*** Data to process ***
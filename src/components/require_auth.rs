//! Route guard wrapper for the dashboard subtree.
//!
//! SYSTEM CONTEXT
//! ==============
//! Re-evaluates [`guard`] whenever the session or the path changes. A session
//! cleared mid-visit (logout, 401) therefore bounces the user to login
//! without any page having to navigate itself.

use leptos::prelude::*;
use leptos_router::hooks::{use_location, use_navigate};

use crate::state::session::PanelSession;
use crate::util::auth::{GuardDecision, guard, redirect_options};

#[component]
pub fn RequireAuth(children: ChildrenFn) -> impl IntoView {
    let session = expect_context::<RwSignal<PanelSession>>();
    let location = use_location();
    let navigate = use_navigate();

    let decision = Memo::new(move |_| {
        let requested = location.pathname.get();
        session.with(|s| guard(s.session(), &requested))
    });

    Effect::new(move || {
        if let GuardDecision::Redirect { to, from } = decision.get() {
            log::info!("unauthenticated visit to {from}; redirecting to {to}");
            navigate(to, redirect_options(&from));
        }
    });

    view! {
        <Show when=move || decision.with(|d| *d == GuardDecision::Allow)>
            {children()}
        </Show>
    }
}
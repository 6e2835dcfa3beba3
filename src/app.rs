//! Root application component with routing and context providers.

use leptos::prelude::*;
use leptos_meta::{Html, Title, provide_meta_context};
use leptos_router::{
    ParamSegment, StaticSegment,
    components::{ParentRoute, Route, Router, Routes},
};

use crate::APP_NAME;
use crate::components::require_auth::RequireAuth;
use crate::components::toast::ToastHost;
use crate::config::PanelConfig;
use crate::pages::cars::{AddCarPage, CarsPage, EditCarPage};
use crate::pages::dashboard::{DashboardLayout, OverviewPage};
use crate::pages::login::LoginPage;
use crate::pages::otp::OtpPage;
use crate::pages::phone::PhonePage;
use crate::pages::signup::SignupPage;
use crate::pages::users::{AddUserPage, EditUserPage, UsersPage};
use crate::state::session::PanelSession;
use crate::state::ui::UiState;
use crate::util::storage::BrowserStorage;

/// Root application component.
///
/// Loads the persisted session once, provides it with the build config and
/// UI state, and sets up client-side routing.
#[component]
pub fn App() -> impl IntoView {
    provide_meta_context();

    let config = PanelConfig::from_env();
    log::debug!("api base url: {}", config.api_base_url);
    let session = RwSignal::new(PanelSession::load(BrowserStorage));
    let ui = RwSignal::new(UiState::default());

    provide_context(config);
    provide_context(session);
    provide_context(ui);

    view! {
        <Html attr:lang="fa" attr:dir="rtl" />
        <Title text=APP_NAME />

        <Router>
            <Routes fallback=|| view! { <p class="not-found">"صفحه مورد نظر پیدا نشد"</p> }>
                <Route path=StaticSegment("") view=LoginPage />
                <Route path=(StaticSegment("auth"), StaticSegment("phone")) view=PhonePage />
                <Route path=(StaticSegment("auth"), StaticSegment("otp")) view=OtpPage />
                <Route path=(StaticSegment("auth"), StaticSegment("signup")) view=SignupPage />
                <ParentRoute path=StaticSegment("dashboard") view=GuardedDashboard>
                    <Route path=StaticSegment("") view=OverviewPage />
                    <Route path=StaticSegment("users") view=UsersPage />
                    <Route path=(StaticSegment("users"), StaticSegment("add")) view=AddUserPage />
                    <Route path=(StaticSegment("users"), ParamSegment("id")) view=EditUserPage />
                    <Route path=StaticSegment("cars") view=CarsPage />
                    <Route path=(StaticSegment("cars"), StaticSegment("add")) view=AddCarPage />
                    <Route path=(StaticSegment("cars"), ParamSegment("id")) view=EditCarPage />
                </ParentRoute>
            </Routes>
        </Router>
        <ToastHost />
    }
}

#[component]
fn GuardedDashboard() -> impl IntoView {
    view! {
        <RequireAuth>
            <DashboardLayout />
        </RequireAuth>
    }
}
*** End of Data to process ***
» Exercise brief
How many lines in the records above contain the word "routing"? Reply with the number and nothing more.

» Task response
2